In one of the more bold statements the organization has made in decades, the Pittsburgh Pirates acquired left-hander Wandy Rodriguez from the Astros, in exchange for a trio of solid mid-level prospects. Heading to Houston are left-handers Colton Cain and Rudy Owens as well as outfielder Robbie Grossman.
Prior to Wednesday’s afternoon matchup against the Cubs, Pittsburgh trails the first place Reds by just 2.5 games and remains in a virtual tie with Atlanta for the top Wild Card spot.
It’s a bit interesting – and perhaps a little questionable – as to why the Pirates would look to add to an area of strength (the rotation), instead of upgrading any number of holes on offense. The rotation has both talent at the top – James McDonald and A.J. Burnett – and depth at the bottom, with Erik Bedard, Kevin Correia, and Jeff Karstens rounding out the three, four, and five spots. Correia is the weakest link right now, but I have a feeling Karstens, who’s sporting a 3.41 ERA since 2011 but has made only eight starts this year, will be the one getting replaced.
Rodriguez has been remarkably consistent over the past five years, posting ERAs between 3.02 and 3.79. His strikeout rate has declined for the fourth consecutive year, down to 6.13 K/9 but has compensated this season by posting career bests in walks, 2.20 BB/9, and groundballs, 50.7%. He’s reliable and steady but expensive and replaceable. And, frankly, no matter whom the Pirates bump from the rotation, either Karstens or Correia, the difference in production in terms of wins above replacement should be minimal, at best.
The Astros, on the other hand, continue to build depth in one of the weaker systems in baseball, adding a potential everyday outfielder in Grossman, an MLB-ready, finesse lefty (Owens), and another lefty (Cain) that ranks somewhere in between.
Grossman, one of the better hitting prospects in the Pittsburgh pipeline, has a chance to develop into a solid everyday player, if he can remain in center field. His power’s a bit stretched in the corners, but could potentially develop into a 15 or so homerun threat with as many stolen bases, though his technique will have to improve. His lone plus-tool, plate discipline (14.3% career walk rate), should be enough to at least guarantee him a bench spot on some team.

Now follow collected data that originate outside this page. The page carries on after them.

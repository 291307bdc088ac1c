//! Bounded little-endian decoding of fixed-layout records.
//!
//! PE and compound-file headers are position-driven: every field sits at a
//! fixed offset from the previous one. `ByteReader` walks such records with
//! bounds checks, so a short buffer surfaces as [`TagError::Truncated`]
//! instead of a panic.

use crate::error::{TagError, TagResult};

/// A cursor over a byte slice with little-endian integer reads.
#[derive(Debug, Clone, Copy)]
pub struct ByteReader<'a> {
    data: &'a [u8],
    pos: usize,
}

impl<'a> ByteReader<'a> {
    #[must_use]
    pub fn new(data: &'a [u8]) -> Self {
        Self { data, pos: 0 }
    }

    /// Bytes not yet consumed.
    #[must_use]
    pub fn remaining(&self) -> usize {
        self.data.len() - self.pos
    }

    #[must_use]
    pub fn is_empty(&self) -> bool {
        self.remaining() == 0
    }

    /// Consumes the next `n` bytes.
    pub fn take(&mut self, n: usize) -> TagResult<&'a [u8]> {
        let end = self.pos.checked_add(n).ok_or(TagError::Truncated)?;
        if end > self.data.len() {
            return Err(TagError::Truncated);
        }
        let out = &self.data[self.pos..end];
        self.pos = end;
        Ok(out)
    }

    pub fn skip(&mut self, n: usize) -> TagResult<()> {
        self.take(n).map(|_| ())
    }

    pub fn read_u8(&mut self) -> TagResult<u8> {
        Ok(self.take(1)?[0])
    }

    pub fn read_u16(&mut self) -> TagResult<u16> {
        let bytes = self.take(2)?;
        Ok(u16::from_le_bytes([bytes[0], bytes[1]]))
    }

    pub fn read_u32(&mut self) -> TagResult<u32> {
        let bytes = self.take(4)?;
        Ok(u32::from_le_bytes([bytes[0], bytes[1], bytes[2], bytes[3]]))
    }

    pub fn read_u64(&mut self) -> TagResult<u64> {
        let bytes = self.take(8)?;
        let mut buf = [0u8; 8];
        buf.copy_from_slice(bytes);
        Ok(u64::from_le_bytes(buf))
    }

    /// Reads a fixed-size byte array, e.g. a magic or a CLSID.
    pub fn read_array<const N: usize>(&mut self) -> TagResult<[u8; N]> {
        let bytes = self.take(N)?;
        let mut buf = [0u8; N];
        buf.copy_from_slice(bytes);
        Ok(buf)
    }
}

Owens, 24, has probably reached his peak, a finesse-type lefty bound for the backend of a team’s rotation. He’s not the type to build around – and likely won’t be around where the Astros are set to contend again – but he’s capable of putting 150 or so innings with a high 4’s ERA and won’t hurt his efforts with too many walks. He’s probably worth about one win above replacement.
Cain, 21, is a decent middle-tier prospect, armed with an above-average fastball and, unsurprisingly, some inconsistent secondary offerings. He’s shown some decent command for his age, but has been hampered by the long-ball this year (1.20 HR/9). His ultimate ceiling is a fourth starter, maybe.
Houston’s likely to come out as the winner in this one, though it’s far from a certainty. At the very worst, they moved a decent amount of money from their payroll.